Not all linguistic regions can be represented with a valid region subtag: the subnational regional dialects of a primary language are registered as variant subtags. For example, the valencia variant subtag for the Valencian dialect of Catalan is registered in the Language Subtag Registry with the prefix ca. As this dialect is spoken almost exclusively in Spain, the region subtag ES can normally be omitted.

IETF language tags have been used as locale identifiers in many applications. It may be necessary for these applications to establish their own strategy for defining, encoding and matching locales if the strategy described in RFC 4647 is not adequate.

The use, interpretation and matching of IETF language tags is currently defined in RFC 5646 and RFC 4647. The Language Subtag Registry lists all currently valid public subtags. Private-use subtags are not included in the Registry as they are implementation-dependent and subject to private agreements between third parties using them. These private agreements are out of scope of BCP 47.
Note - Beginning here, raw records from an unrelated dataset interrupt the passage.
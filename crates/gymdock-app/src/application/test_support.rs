// In-memory backend and session store shared by the application tests

use std::collections::{HashMap, VecDeque};
use std::sync::atomic::{AtomicBool, AtomicUsize, Ordering};
use std::sync::Arc;
use std::time::Duration;

use chrono::{DateTime, NaiveDate, TimeZone, Utc};
use tokio::sync::{Mutex, RwLock};

use gymdock_domain::attendance::{MemberAttendanceRecord, MemberStatsSnapshot};
use gymdock_domain::family::{FamilyMember, FamilyRoster};
use gymdock_domain::gateway::{
    AdminOverview, AttendanceReports, FamilyDirectory, MemberDirectory, TodayCheckIn,
};
use gymdock_domain::member::{CheckInReceipt, MemberProfile, MemberProfileUpdate, NewMember};
use gymdock_domain::session::{SessionContext, SessionStore};
use gymdock_domain::shared::CheckInId;
use gymdock_domain::trend::{Granularity, TrendEvent};
use gymdock_domain::{DomainError, FixedClock, MemberId, ZoneCalendar};

pub const ALICE_ID: &str = "6f1c2d3e-4a5b-4c6d-8e7f-0123456789ab";

pub fn utc(y: i32, m: u32, d: u32, h: u32, min: u32) -> DateTime<Utc> {
    Utc.with_ymd_and_hms(y, m, d, h, min, 0).unwrap()
}

pub fn date(y: i32, m: u32, d: u32) -> NaiveDate {
    NaiveDate::from_ymd_opt(y, m, d).unwrap()
}

/// Wednesday 2024-03-13, 10:00 in Toronto.
pub fn fixed_now() -> DateTime<Utc> {
    utc(2024, 3, 13, 14, 0)
}

pub fn clock() -> Arc<FixedClock> {
    Arc::new(FixedClock::new(fixed_now()))
}

pub fn calendar() -> ZoneCalendar {
    ZoneCalendar::from_name("America/Toronto").unwrap()
}

pub fn member(name: &str, email: &str, deleted: bool) -> FamilyMember {
    FamilyMember {
        id: MemberId::from_string(&format!(
            "00000000-0000-4000-8000-{:012x}",
            name.len() * 7919 + name.bytes().map(usize::from).sum::<usize>()
        )),
        name: name.to_string(),
        email: email.to_string(),
        is_deleted: deleted,
        deleted_at: if deleted { Some(fixed_now()) } else { None },
    }
}

pub fn roster(email: &str, names: &[&str]) -> FamilyRoster {
    FamilyRoster::new(
        email,
        names.iter().map(|name| member(name, email, false)).collect(),
    )
    .unwrap()
}

#[derive(Default)]
pub struct FakeBackend {
    members: RwLock<HashMap<String, MemberProfile>>,
    emails: RwLock<HashMap<String, String>>,
    stats: RwLock<HashMap<String, MemberStatsSnapshot>>,
    check_ins: RwLock<Vec<String>>,
    next_id: AtomicUsize,

    rosters: RwLock<HashMap<String, FamilyRoster>>,
    pending: RwLock<HashMap<String, Vec<String>>>,
    family_submissions: RwLock<Vec<(String, Vec<String>)>>,
    pub status_fails: AtomicBool,
    pub family_check_in_fails: AtomicBool,

    range_events: RwLock<Vec<TrendEvent>>,
    range_delays: Mutex<VecDeque<Duration>>,
    range_calls: RwLock<Vec<(NaiveDate, NaiveDate, Granularity)>>,
    overview: RwLock<AdminOverview>,
    today: RwLock<Vec<TodayCheckIn>>,
    pub reports_fail: AtomicBool,
}

impl FakeBackend {
    pub fn new() -> Self {
        Self::default()
    }

    fn now(&self) -> DateTime<Utc> {
        fixed_now()
    }

    pub async fn add_member(&self, id: &str, member_code: &str, name: &str) {
        self.members.write().await.insert(
            id.to_string(),
            MemberProfile {
                id: MemberId::from_string(id),
                member_code: member_code.to_string(),
                name: name.to_string(),
                active: true,
                created_at: Some(utc(2023, 1, 5, 15, 0)),
            },
        );
    }

    pub async fn set_check_in_history(&self, id: &str, timestamps: &[&str]) {
        let raw: Vec<String> = timestamps.iter().map(|t| t.to_string()).collect();
        let name = self
            .members
            .read()
            .await
            .get(id)
            .map(|profile| profile.name.clone());
        self.stats.write().await.insert(
            id.to_string(),
            MemberStatsSnapshot {
                name,
                email: Some("alice@example.com".to_string()),
                member_since: Some(utc(2023, 1, 5, 15, 0)),
                barcode: Some("TAG-ALICE".to_string()),
                reported_monthly: None,
                reported_current_streak: None,
                reported_highest_streak: None,
                record: MemberAttendanceRecord::from_raw(MemberId::from_string(id), Some(&raw)),
            },
        );
    }

    pub async fn member_email(&self, id: &str) -> Option<String> {
        self.emails.read().await.get(id).cloned()
    }

    pub async fn check_in_keys(&self) -> Vec<String> {
        self.check_ins.read().await.clone()
    }

    pub async fn add_family(&self, roster: FamilyRoster, pending: &[&str]) {
        let key = roster.email().to_lowercase();
        self.pending
            .write()
            .await
            .insert(key.clone(), pending.iter().map(|n| n.to_string()).collect());
        self.rosters.write().await.insert(key, roster);
    }

    pub async fn set_pending(&self, email: &str, pending: &[&str]) {
        self.pending.write().await.insert(
            email.to_lowercase(),
            pending.iter().map(|n| n.to_string()).collect(),
        );
    }

    pub async fn family_submissions(&self) -> Vec<(String, Vec<String>)> {
        self.family_submissions.read().await.clone()
    }

    pub async fn set_range_events(&self, events: Vec<TrendEvent>) {
        *self.range_events.write().await = events;
    }

    /// Delay applied to the next range calls, in call order.
    pub async fn push_range_delay(&self, delay: Duration) {
        self.range_delays.lock().await.push_back(delay);
    }

    pub async fn range_calls(&self) -> Vec<(NaiveDate, NaiveDate, Granularity)> {
        self.range_calls.read().await.clone()
    }

    pub async fn set_overview(&self, overview: AdminOverview) {
        *self.overview.write().await = overview;
    }

    pub async fn set_today(&self, rows: Vec<TodayCheckIn>) {
        *self.today.write().await = rows;
    }

    fn reports_error(&self) -> Result<(), DomainError> {
        if self.reports_fail.load(Ordering::SeqCst) {
            return Err(DomainError::Network("connection refused".to_string()));
        }
        Ok(())
    }
}

#[async_trait::async_trait]
impl MemberDirectory for FakeBackend {
    async fn find_member(&self, id: &MemberId) -> Result<Option<MemberProfile>, DomainError> {
        Ok(self.members.read().await.get(id.as_str()).cloned())
    }

    async fn register_member(&self, member: &NewMember) -> Result<MemberProfile, DomainError> {
        let mut members = self.members.write().await;
        if members
            .values()
            .any(|profile| profile.member_code == member.member_code())
        {
            return Err(DomainError::Validation("Member ID already exists".to_string()));
        }

        let n = self.next_id.fetch_add(1, Ordering::SeqCst) + 1;
        let id = format!("11111111-2222-4333-8444-{:012}", n);
        let profile = MemberProfile {
            id: MemberId::from_string(&id),
            member_code: member.member_code().to_string(),
            name: member.name().to_string(),
            active: member.active(),
            created_at: Some(self.now()),
        };
        members.insert(id, profile.clone());
        Ok(profile)
    }

    async fn update_member(
        &self,
        id: &MemberId,
        update: &MemberProfileUpdate,
    ) -> Result<(), DomainError> {
        let mut members = self.members.write().await;
        let profile = members
            .get_mut(id.as_str())
            .ok_or_else(|| DomainError::MemberNotFound(id.to_string()))?;
        profile.name = update.name().to_string();
        self.emails
            .write()
            .await
            .insert(id.to_string(), update.email().to_string());
        Ok(())
    }

    async fn check_in(&self, member_key: &str) -> Result<CheckInReceipt, DomainError> {
        let members = self.members.read().await;
        let profile = members
            .values()
            .find(|profile| profile.id.as_str() == member_key || profile.member_code == member_key)
            .ok_or_else(|| DomainError::MemberNotFound(member_key.to_string()))?;

        let mut check_ins = self.check_ins.write().await;
        check_ins.push(member_key.to_string());

        Ok(CheckInReceipt {
            id: CheckInId::from_string(&format!("checkin-{}", check_ins.len())),
            member_id: profile.id.clone(),
            timestamp: self.now(),
        })
    }

    async fn member_stats(&self, id: &MemberId) -> Result<MemberStatsSnapshot, DomainError> {
        self.stats
            .read()
            .await
            .get(id.as_str())
            .cloned()
            .ok_or_else(|| DomainError::MemberNotFound(id.to_string()))
    }
}

#[async_trait::async_trait]
impl FamilyDirectory for FakeBackend {
    async fn roster(&self, email: &str) -> Result<FamilyRoster, DomainError> {
        self.rosters
            .read()
            .await
            .get(&email.trim().to_lowercase())
            .cloned()
            .ok_or_else(|| DomainError::FamilyNotFound(email.to_string()))
    }

    async fn pending_check_ins(&self, email: &str) -> Result<Vec<String>, DomainError> {
        if self.status_fails.load(Ordering::SeqCst) {
            return Err(DomainError::Timeout("status request timed out".to_string()));
        }
        Ok(self
            .pending
            .read()
            .await
            .get(&email.trim().to_lowercase())
            .cloned()
            .unwrap_or_default())
    }

    async fn check_in_family(
        &self,
        email: &str,
        member_names: &[String],
    ) -> Result<String, DomainError> {
        if self.family_check_in_fails.load(Ordering::SeqCst) {
            return Err(DomainError::CheckInFailed("backend rejected".to_string()));
        }

        let key = email.trim().to_lowercase();
        if let Some(pending) = self.pending.write().await.get_mut(&key) {
            pending.retain(|name| !member_names.iter().any(|n| n.eq_ignore_ascii_case(name)));
        }
        self.family_submissions
            .write()
            .await
            .push((email.to_string(), member_names.to_vec()));
        Ok(format!("Checked in: {}", member_names.join(", ")))
    }
}

#[async_trait::async_trait]
impl AttendanceReports for FakeBackend {
    async fn check_in_range(
        &self,
        start: NaiveDate,
        end: NaiveDate,
        granularity: Granularity,
    ) -> Result<Vec<TrendEvent>, DomainError> {
        self.range_calls
            .write()
            .await
            .push((start, end, granularity));

        let delay = self.range_delays.lock().await.pop_front();
        if let Some(delay) = delay {
            tokio::time::sleep(delay).await;
        }

        self.reports_error()?;
        Ok(self.range_events.read().await.clone())
    }

    async fn overview(&self) -> Result<AdminOverview, DomainError> {
        self.reports_error()?;
        Ok(*self.overview.read().await)
    }

    async fn todays_check_ins(&self) -> Result<Vec<TodayCheckIn>, DomainError> {
        self.reports_error()?;
        Ok(self.today.read().await.clone())
    }
}

#[derive(Default)]
pub struct InMemorySessionStore {
    session: RwLock<Option<SessionContext>>,
}

impl InMemorySessionStore {
    pub fn new() -> Self {
        Self::default()
    }

    pub fn with(session: SessionContext) -> Self {
        Self {
            session: RwLock::new(Some(session)),
        }
    }

    pub async fn stored(&self) -> Option<SessionContext> {
        self.session.read().await.clone()
    }
}

#[async_trait::async_trait]
impl SessionStore for InMemorySessionStore {
    async fn load(&self) -> Result<SessionContext, DomainError> {
        Ok(self.session.read().await.clone().unwrap_or_default())
    }

    async fn save(&self, session: &SessionContext) -> Result<(), DomainError> {
        *self.session.write().await = Some(session.clone());
        Ok(())
    }

    async fn clear(&self) -> Result<(), DomainError> {
        *self.session.write().await = None;
        Ok(())
    }
}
Relation to other standards

Although some types of subtags are derived from ISO or UN core standards, they do not follow these standards absolutely, as this could lead to the meaning of language tags changing over time. In particular, a subtag derived from a code assigned by ISO 639, ISO 15924, ISO 3166, or UN M.49 remains a valid (though deprecated) subtag even if the code is withdrawn from the corresponding core standard. If the standard later assigns a new meaning to the withdrawn code, the corresponding subtag will still retain its old meaning.
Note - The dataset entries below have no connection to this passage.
use gymdock_domain::gateway::AdminOverview;
use serde::{Deserialize, Serialize};

#[derive(Debug, Clone, PartialEq, Eq, Serialize, Deserialize)]
pub struct TodayCheckInDto {
    pub checkin_id: String,
    pub member_code: Option<String>,
    /// `None` when the backend no longer knows the member
    pub name: Option<String>,
    pub local_time: String, // HH:MM:SS, gym-local
}

/// One poll of the admin dashboard.
#[derive(Debug, Clone, PartialEq, Eq, Serialize, Deserialize)]
pub struct TodaySnapshotDto {
    pub overview: AdminOverview,
    pub check_ins: Vec<TodayCheckInDto>,
    pub fetched_at: String,
}
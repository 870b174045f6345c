use gymdock_domain::trend::{DateBucket, Granularity};
use serde::{Deserialize, Serialize};

#[derive(Debug, Clone, PartialEq, Eq, Serialize, Deserialize)]
pub struct TrendDto {
    pub start_date: String,
    pub end_date: String,
    pub granularity: Granularity,
    pub buckets: Vec<DateBucket>,
    pub total: u64,
}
This stability was introduced in RFC 4646.

ISO 639-3 and ISO 639-1

RFC 4646 defined the concept of an "extended language subtag" (sometimes referred to as extlang), although no such subtags were registered at that time.[10],[11]

RFC 5645 and RFC 5646 added primary language subtags corresponding to ISO 639-3 codes for all languages that did not already exist in the Registry. In addition, codes for languages encompassed by certain macrolanguages were registered as extended language subtags. Sign languages were also registered as extlangs, with the prefix sgn. These languages may be represented either with the subtag for the encompassed language alone (cmn for Mandarin) or with a language-extlang combination (zh-cmn). The first option is preferred for most purposes. The second option is called "extlang form" and is new in RFC 5646.

Whole tags that were registered prior to RFC 4646 and are now classified as "grandfathered" or "redundant" (depending on whether they fit the new syntax) are deprecated in favor of the corresponding ISO 639-3–based language subtag, if one exists. To list a few examples, nan is preferred over zh-min-nan for Min Nan Chinese; hak is preferred over i-hak and zh-hakka for Hakka Chinese; and ase is preferred over sgn-US for American Sign Language.

ISO 639-5 and ISO 639-2

ISO 639-5 defines language collections with alpha-3 codes in a different way than they were initially encoded in ISO 639-2 (including one code already present in ISO 639-1). Specifically, the language collections are now all defined in ISO 639-5 as inclusive, rather than some of them being defined exclusively. This means that language collections have a broader scope than before, in some cases where they could encompass languages that were already encoded separately within ISO 639-2.

For example, the ISO 639-2 code afa was previously associated with the name "Afro-Asiatic (Other)", excluding languages such as Arabic that already had their own code. In ISO 639-5, this collection is named "Afro-Asiatic languages" and includes all such languages. ISO 639-2 changed the exclusive names in 2009 to match the inclusive ISO 639-5 names.[12]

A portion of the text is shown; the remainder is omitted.